Inhibiting MDM2–p53 interactions is a crucial therapeutic strategy in cancer treatment, as it can restore the tumor suppressor activity of p53 and inhibit tumor progression. Peptide inhibitors have shown promise in targeting this interaction; however, their optimization for in vivo use often encounters challenges, particularly in cellular uptake. The present study addresses this limitation by identifying cell-penetrating peptides (CPPs) that are predicted to be nontoxic to humans and capable of inhibiting the MDM2–p53 interaction. We utilized a comprehensive CPP database to extract unmodified peptides, focusing on those predicted to be nontoxic.
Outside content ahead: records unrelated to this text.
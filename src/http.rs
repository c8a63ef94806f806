// 🌐 Resilient Caller - rate-limited, retrying wrapper around outbound GETs
// Transport and Clock are seams so pacing can be tested without the network

use governor::clock::Clock as GovernorClock;
use governor::middleware::NoOpMiddleware;
use governor::state::{InMemoryState, NotKeyed};
use governor::{Quota, RateLimiter as GovernorRateLimiter};
use serde_json::Value;
use std::num::NonZeroU32;
use std::sync::Arc;
use std::time::{Duration, Instant};
use tracing::{debug, warn};
use ureq::{Agent, AgentBuilder};

use crate::error::{FetchError, FetchResult};

/// Per-request timeout for real HTTP calls
pub const REQUEST_TIMEOUT: Duration = Duration::from_secs(10);

const USER_AGENT: &str = concat!("autoilty-scraper/", env!("CARGO_PKG_VERSION"));

// ============================================================================
// REQUEST
// ============================================================================

/// GET request description. Query values may carry credentials, so only
/// the URL is ever logged.
#[derive(Debug, Clone, PartialEq)]
pub struct HttpRequest {
    pub url: String,
    pub query: Vec<(String, String)>,
    pub headers: Vec<(String, String)>,
}

impl HttpRequest {
    pub fn get(url: &str) -> Self {
        HttpRequest {
            url: url.to_string(),
            query: Vec::new(),
            headers: Vec::new(),
        }
    }

    pub fn query(mut self, key: &str, value: &str) -> Self {
        self.query.push((key.to_string(), value.to_string()));
        self
    }

    pub fn header(mut self, key: &str, value: &str) -> Self {
        self.headers.push((key.to_string(), value.to_string()));
        self
    }

    /// First query value for `key`
    pub fn param(&self, key: &str) -> Option<&str> {
        self.query
            .iter()
            .find(|(k, _)| k == key)
            .map(|(_, v)| v.as_str())
    }

    pub fn header_value(&self, key: &str) -> Option<&str> {
        self.headers
            .iter()
            .find(|(k, _)| k.eq_ignore_ascii_case(key))
            .map(|(_, v)| v.as_str())
    }
}

// ============================================================================
// TRANSPORT
// ============================================================================

pub trait Transport: Send + Sync {
    /// Perform one GET and decode the body as JSON
    fn get(&self, request: &HttpRequest) -> FetchResult<Value>;
}

/// Blocking transport backed by a shared ureq agent
pub struct UreqTransport {
    agent: Agent,
}

impl UreqTransport {
    pub fn new() -> Self {
        let agent = AgentBuilder::new()
            .timeout(REQUEST_TIMEOUT)
            .user_agent(USER_AGENT)
            .build();
        UreqTransport { agent }
    }
}

impl Default for UreqTransport {
    fn default() -> Self {
        Self::new()
    }
}

impl Transport for UreqTransport {
    fn get(&self, request: &HttpRequest) -> FetchResult<Value> {
        let mut call = self.agent.get(&request.url);
        for (key, value) in &request.query {
            call = call.query(key, value);
        }
        for (key, value) in &request.headers {
            call = call.set(key, value);
        }

        let response = call.call()?;
        response
            .into_json::<Value>()
            .map_err(|e| FetchError::Decode(e.to_string()))
    }
}

// ============================================================================
// CLOCK
// ============================================================================

pub trait Clock: Send + Sync {
    fn now(&self) -> Instant;
    fn sleep(&self, duration: Duration);
}

pub struct SystemClock;

impl Clock for SystemClock {
    fn now(&self) -> Instant {
        Instant::now()
    }

    fn sleep(&self, duration: Duration) {
        std::thread::sleep(duration);
    }
}

// ============================================================================
// RETRY POLICY
// ============================================================================

#[derive(Debug, Clone, PartialEq)]
pub struct RetryPolicy {
    /// Total attempts, first try included
    pub max_attempts: u32,
    pub base_delay: Duration,
    pub max_delay: Duration,
    pub backoff_multiplier: f64,
}

impl RetryPolicy {
    /// Delay before retrying after failed attempt `attempt` (1-based)
    pub fn calculate_delay(&self, attempt: u32) -> Duration {
        let exponent = attempt.saturating_sub(1) as i32;
        let multiplier = self.backoff_multiplier.powi(exponent);
        let delay = Duration::from_millis((self.base_delay.as_millis() as f64 * multiplier) as u64);

        delay.min(self.max_delay)
    }
}

impl Default for RetryPolicy {
    fn default() -> Self {
        RetryPolicy {
            max_attempts: 3,
            base_delay: Duration::from_secs(1),
            max_delay: Duration::from_secs(30),
            backoff_multiplier: 2.0,
        }
    }
}

// ============================================================================
// RATE LIMIT
// ============================================================================

/// `calls` requests per `period`, enforced as an evenly replenished burst
#[derive(Debug, Clone, Copy, PartialEq)]
pub struct RateLimit {
    pub calls: usize,
    pub period: Duration,
}

impl RateLimit {
    /// Places API: 100 calls per minute
    pub fn google_places() -> Self {
        RateLimit {
            calls: 100,
            period: Duration::from_secs(60),
        }
    }

    /// Directory API: 500 calls per day
    pub fn yelp() -> Self {
        RateLimit {
            calls: 500,
            period: Duration::from_secs(86_400),
        }
    }

    fn quota(&self) -> Quota {
        // A zero-call limit could never be satisfied
        let calls = u32::try_from(self.calls).unwrap_or(u32::MAX);
        let burst = NonZeroU32::new(calls).unwrap_or(NonZeroU32::MIN);

        match Quota::with_period(self.period / burst.get()) {
            Some(quota) => quota.allow_burst(burst),
            None => Quota::per_second(burst),
        }
    }
}

/// Bridges the injected `Clock` into governor's clock abstraction
#[derive(Clone)]
struct LimiterClock(Arc<dyn Clock>);

impl GovernorClock for LimiterClock {
    type Instant = Instant;

    fn now(&self) -> Instant {
        self.0.now()
    }
}

type DirectLimiter =
    GovernorRateLimiter<NotKeyed, InMemoryState, LimiterClock, NoOpMiddleware<Instant>>;

/// GCRA limiter: bursts up to `calls`, then one call per `period / calls`
pub struct RateLimiter {
    clock: LimiterClock,
    limiter: DirectLimiter,
}

impl RateLimiter {
    pub fn new(limit: RateLimit, clock: Arc<dyn Clock>) -> Self {
        let clock = LimiterClock(clock);
        let limiter = GovernorRateLimiter::direct_with_clock(limit.quota(), &clock);
        RateLimiter { clock, limiter }
    }

    /// Block (via the clock) until a cell is free, then claim it
    pub fn acquire(&self) {
        while let Err(not_until) = self.limiter.check() {
            let wait = not_until.wait_time_from(self.clock.now());
            debug!(wait_ms = wait.as_millis() as u64, "Rate limit reached, waiting");
            self.clock.0.sleep(wait);
        }
    }
}

// ============================================================================
// RESILIENT CALLER
// ============================================================================

pub struct ResilientCaller {
    name: String,
    transport: Arc<dyn Transport>,
    clock: Arc<dyn Clock>,
    policy: RetryPolicy,
    limiter: RateLimiter,
}

impl ResilientCaller {
    pub fn new(
        name: &str,
        transport: Arc<dyn Transport>,
        clock: Arc<dyn Clock>,
        policy: RetryPolicy,
        limit: RateLimit,
    ) -> Self {
        ResilientCaller {
            name: name.to_string(),
            transport,
            clock: clock.clone(),
            policy,
            limiter: RateLimiter::new(limit, clock),
        }
    }

    pub fn name(&self) -> &str {
        &self.name
    }

    /// Rate-limited GET with exponential backoff on retryable failures.
    /// Never fails: exhaustion or a permanent error yields `None`.
    pub fn call(&self, request: &HttpRequest) -> Option<Value> {
        let max_attempts = self.policy.max_attempts.max(1);

        for attempt in 1..=max_attempts {
            self.limiter.acquire();

            match self.transport.get(request) {
                Ok(value) => return Some(value),
                Err(e) if e.is_retryable() && attempt < max_attempts => {
                    let delay = self.policy.calculate_delay(attempt);
                    warn!(
                        source = %self.name,
                        url = %request.url,
                        attempt,
                        delay_ms = delay.as_millis() as u64,
                        error = %e,
                        "Request failed, retrying"
                    );
                    self.clock.sleep(delay);
                }
                Err(e) => {
                    warn!(
                        source = %self.name,
                        url = %request.url,
                        attempt,
                        error = %e,
                        "Request failed, giving up"
                    );
                    return None;
                }
            }
        }

        None
    }
}

// ============================================================================
// TESTS
// ============================================================================
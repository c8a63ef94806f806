use anyhow::{Context, Result};
use std::path::PathBuf;
use std::time::Duration;

/// Cities scraped when nothing else is configured
pub const DEFAULT_TEST_CITIES: [&str; 4] = ["Toronto", "Vancouver", "Montreal", "Calgary"];

/// Full national sweep (`--all`)
pub const MAJOR_CITIES: [&str; 24] = [
    "Toronto",
    "Montreal",
    "Vancouver",
    "Calgary",
    "Edmonton",
    "Ottawa",
    "Winnipeg",
    "Quebec City",
    "Hamilton",
    "Kitchener",
    "London",
    "Victoria",
    "Halifax",
    "Oshawa",
    "Windsor",
    "Saskatoon",
    "Regina",
    "Sherbrooke",
    "Barrie",
    "St. John's",
    "Kelowna",
    "Abbotsford",
    "Kingston",
    "Trois-Rivières",
];

const DEFAULT_DATABASE_PATH: &str = "autoilty.db";
const DEFAULT_DELAY_MS: u64 = 2000;
const DEFAULT_MAX_PER_CATEGORY: usize = 20;

/// Pause between cities, as a multiple of the per-request delay
const CITY_DELAY_FACTOR: u32 = 5;

/// Scraper configuration, built once at startup and passed by reference.
/// A missing source key disables that source.
#[derive(Debug, Clone)]
pub struct ScraperConfig {
    pub google_api_key: Option<String>,
    pub yelp_api_key: Option<String>,
    pub database_path: PathBuf,
    /// Pause after each source query
    pub request_delay: Duration,
    /// Only the first N results of each query are processed
    pub max_per_category: usize,
    pub cities: Vec<String>,
}

impl ScraperConfig {
    /// Load `.env` (if present) and read the process environment
    pub fn from_env() -> Result<Self> {
        dotenvy::dotenv().ok();

        let config = Self::from_lookup(|key| std::env::var(key).ok())?;
        config.log_keys();
        Ok(config)
    }

    /// Build from any key → value lookup
    pub fn from_lookup<F>(lookup: F) -> Result<Self>
    where
        F: Fn(&str) -> Option<String>,
    {
        let non_empty = |key: &str| lookup(key).map(|v| v.trim().to_string()).filter(|v| !v.is_empty());

        let request_delay = match non_empty("SCRAPE_DELAY_MS") {
            Some(raw) => raw
                .parse::<u64>()
                .with_context(|| format!("SCRAPE_DELAY_MS must be milliseconds, got {:?}", raw))?,
            None => DEFAULT_DELAY_MS,
        };

        let max_per_category = match non_empty("MAX_PER_CATEGORY") {
            Some(raw) => raw
                .parse::<usize>()
                .with_context(|| format!("MAX_PER_CATEGORY must be a count, got {:?}", raw))?,
            None => DEFAULT_MAX_PER_CATEGORY,
        };

        let cities: Vec<String> = non_empty("SCRAPE_CITIES")
            .unwrap_or_default()
            .split(',')
            .map(|s| s.trim())
            .filter(|s| !s.is_empty())
            .map(|s| s.to_string())
            .collect();

        Ok(ScraperConfig {
            google_api_key: non_empty("GOOGLE_PLACES_API_KEY"),
            yelp_api_key: non_empty("YELP_API_KEY"),
            database_path: non_empty("DATABASE_PATH")
                .unwrap_or_else(|| DEFAULT_DATABASE_PATH.to_string())
                .into(),
            request_delay: Duration::from_millis(request_delay),
            max_per_category,
            cities: if cities.is_empty() {
                DEFAULT_TEST_CITIES.iter().map(|c| c.to_string()).collect()
            } else {
                cities
            },
        })
    }

    /// Pause between two cities
    pub fn city_delay(&self) -> Duration {
        self.request_delay * CITY_DELAY_FACTOR
    }

    pub fn major_cities() -> Vec<String> {
        MAJOR_CITIES.iter().map(|c| c.to_string()).collect()
    }

    fn log_keys(&self) {
        fn redact(val: &Option<String>) -> String {
            match val {
                Some(v) => format!("<set> ({} chars)", v.len()),
                None => "<not set>".to_string(),
            }
        }

        tracing::info!("Config loaded:");
        tracing::info!("  GOOGLE_PLACES_API_KEY: {}", redact(&self.google_api_key));
        tracing::info!("  YELP_API_KEY: {}", redact(&self.yelp_api_key));
        tracing::info!("  DATABASE_PATH: {}", self.database_path.display());
        tracing::info!("  SCRAPE_DELAY_MS: {}", self.request_delay.as_millis());
        tracing::info!("  MAX_PER_CATEGORY: {}", self.max_per_category);
        tracing::info!("  SCRAPE_CITIES: {}", self.cities.join(", "));
    }
}

impl Default for ScraperConfig {
    fn default() -> Self {
        ScraperConfig {
            google_api_key: None,
            yelp_api_key: None,
            database_path: PathBuf::from(DEFAULT_DATABASE_PATH),
            request_delay: Duration::from_millis(DEFAULT_DELAY_MS),
            max_per_category: DEFAULT_MAX_PER_CATEGORY,
            cities: DEFAULT_TEST_CITIES.iter().map(|c| c.to_string()).collect(),
        }
    }
}
// 🚗 Orchestrator - cities × categories × search terms, both sources, one gate
// Sequential by design: one outbound request in flight, pacing via the clock

use anyhow::Result;
use std::sync::atomic::{AtomicBool, Ordering};
use std::sync::Arc;
use std::time::Duration;
use tracing::{debug, error, info, warn};

use crate::category::Category;
use crate::config::ScraperConfig;
use crate::db::BusinessStore;
use crate::deduplication::{DeduplicationGate, SaveOutcome};
use crate::http::{Clock, RateLimit, ResilientCaller, RetryPolicy, SystemClock, Transport, UreqTransport};
use crate::parser::{GooglePlacesMapper, ListingMapper, PlaceListing, YelpMapper};
use crate::sources::{GooglePlacesClient, YelpClient};

// ============================================================================
// RUN SUMMARY
// ============================================================================

#[derive(Debug, Clone, Default, PartialEq)]
pub struct CitySummary {
    pub city: String,
    /// Newly stored listings
    pub saved: usize,
    /// Set when the city was aborted
    pub error: Option<String>,
}

#[derive(Debug, Clone, Default, PartialEq)]
pub struct RunSummary {
    pub cities: Vec<CitySummary>,
    pub total_saved: usize,
    pub elapsed: Duration,
    /// Stopped early by an interrupt
    pub interrupted: bool,
}

impl RunSummary {
    pub fn failed_cities(&self) -> impl Iterator<Item = &CitySummary> {
        self.cities.iter().filter(|c| c.error.is_some())
    }
}

// ============================================================================
// ORCHESTRATOR
// ============================================================================

pub struct Orchestrator<'a> {
    config: &'a ScraperConfig,
    gate: DeduplicationGate<'a>,
    google: GooglePlacesClient,
    yelp: YelpClient,
    google_mapper: GooglePlacesMapper,
    yelp_mapper: YelpMapper,
    clock: Arc<dyn Clock>,
    interrupt: Arc<AtomicBool>,
}

impl<'a> Orchestrator<'a> {
    /// Wire both sources over the given transport and clock
    pub fn new(
        config: &'a ScraperConfig,
        store: &'a BusinessStore,
        transport: Arc<dyn Transport>,
        clock: Arc<dyn Clock>,
    ) -> Self {
        let google_caller = ResilientCaller::new(
            "google",
            transport.clone(),
            clock.clone(),
            RetryPolicy::default(),
            RateLimit::google_places(),
        );
        let yelp_caller = ResilientCaller::new(
            "yelp",
            transport,
            clock.clone(),
            RetryPolicy::default(),
            RateLimit::yelp(),
        );

        Orchestrator {
            config,
            gate: DeduplicationGate::new(store),
            google: GooglePlacesClient::new(config.google_api_key.clone(), google_caller),
            yelp: YelpClient::new(config.yelp_api_key.clone(), yelp_caller),
            google_mapper: GooglePlacesMapper::new(),
            yelp_mapper: YelpMapper::new(),
            clock,
            interrupt: Arc::new(AtomicBool::new(false)),
        }
    }

    /// Real network and wall-clock time
    pub fn live(config: &'a ScraperConfig, store: &'a BusinessStore) -> Self {
        Self::new(config, store, Arc::new(UreqTransport::new()), Arc::new(SystemClock))
    }

    /// Share an interrupt flag (set from a signal handler)
    pub fn with_interrupt(mut self, interrupt: Arc<AtomicBool>) -> Self {
        self.interrupt = interrupt;
        self
    }

    fn interrupted(&self) -> bool {
        self.interrupt.load(Ordering::SeqCst)
    }

    /// Scrape every city in order. A failing city is logged and skipped.
    pub fn scrape_all(&self, cities: &[String]) -> RunSummary {
        let started = self.clock.now();
        let mut summary = RunSummary::default();

        if !self.google.is_enabled() && !self.yelp.is_enabled() {
            warn!("No source API keys configured, nothing will be scraped");
        }

        info!(cities = cities.len(), "Starting scrape");

        for (i, city) in cities.iter().enumerate() {
            if self.interrupted() {
                warn!(remaining = cities.len() - i, "Interrupted, stopping before next city");
                summary.interrupted = true;
                break;
            }

            if i > 0 {
                self.clock.sleep(self.config.city_delay());
            }

            info!(%city, "Scraping city");
            let city_summary = match self.scrape_city(city) {
                Ok(saved) => {
                    info!(%city, saved, "City complete");
                    CitySummary {
                        city: city.clone(),
                        saved,
                        error: None,
                    }
                }
                Err(e) => {
                    error!(%city, error = %e, "City failed, moving on");
                    CitySummary {
                        city: city.clone(),
                        saved: 0,
                        error: Some(format!("{:#}", e)),
                    }
                }
            };

            summary.total_saved += city_summary.saved;
            summary.cities.push(city_summary);
        }

        summary.elapsed = self.clock.now().saturating_duration_since(started);

        for city in &summary.cities {
            info!(city = %city.city, saved = city.saved, "Summary");
        }
        info!(
            total_saved = summary.total_saved,
            elapsed_minutes = summary.elapsed.as_secs_f64() / 60.0,
            interrupted = summary.interrupted,
            "Scrape finished"
        );

        summary
    }

    /// Every category and term for one city; returns newly stored count.
    /// Store failures abort the city.
    pub fn scrape_city(&self, city: &str) -> Result<usize> {
        let mut saved = 0;

        for category in Category::searchable() {
            for term in category.search_terms() {
                if self.interrupted() {
                    return Ok(saved);
                }

                saved += self.scrape_google(term, city)?;
                saved += self.scrape_yelp(term, city)?;
            }
        }

        Ok(saved)
    }

    fn scrape_google(&self, term: &str, city: &str) -> Result<usize> {
        if !self.google.is_enabled() {
            return Ok(0);
        }

        let mut saved = 0;
        for place in self.google.text_search(term, city).into_iter().take(self.config.max_per_category) {
            let details = match place.place_id.as_deref() {
                Some(id) => {
                    let details = self.google.place_details(id);
                    self.clock.sleep(self.config.request_delay);
                    details
                }
                None => None,
            };

            if self.save_mapped(&self.google_mapper, PlaceListing::new(place, details))? {
                saved += 1;
            }
        }

        self.clock.sleep(self.config.request_delay);
        Ok(saved)
    }

    fn scrape_yelp(&self, term: &str, city: &str) -> Result<usize> {
        if !self.yelp.is_enabled() {
            return Ok(0);
        }

        let mut saved = 0;
        for business in self.yelp.search(term, city).into_iter().take(self.config.max_per_category) {
            if self.save_mapped(&self.yelp_mapper, business)? {
                saved += 1;
            }
        }

        self.clock.sleep(self.config.request_delay);
        Ok(saved)
    }

    /// Map one raw listing and pass it through the gate; true when newly stored
    fn save_mapped<M: ListingMapper>(&self, mapper: &M, raw: M::Raw) -> Result<bool> {
        let record = mapper.map(raw);
        let outcome = self.gate.try_save(&record)?;

        debug!(
            source = mapper.source_type().code(),
            name = %record.name,
            city = %record.city(),
            ?outcome,
            "Listing processed"
        );

        Ok(outcome == SaveOutcome::Saved)
    }
}

// ============================================================================
// TESTS
// ============================================================================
Selected candidates were subjected to molecular docking followed by 500-ns all-atom explicit-solvent molecular dynamics (MD) simulations, performed in triplicates, to evaluate their binding stability and affinity with MDM2. Binding affinity calculations using MM-PBSA, AREA AFFINITY, and PRODIGY revealed that two peptides consistently exhibited stable binding to MDM2 and demonstrated higher affinity compared with the p53 reference fragment. These peptides not only maintained favorable interactions throughout the simulations but also showed strong potential to disrupt MDM2–p53 binding and reactivate p53 function. The findings highlight these peptides as promising nontoxic anticancer agents and provide a strong foundation for the development of peptide-based therapeutics targeting the MDM2–p53 interaction.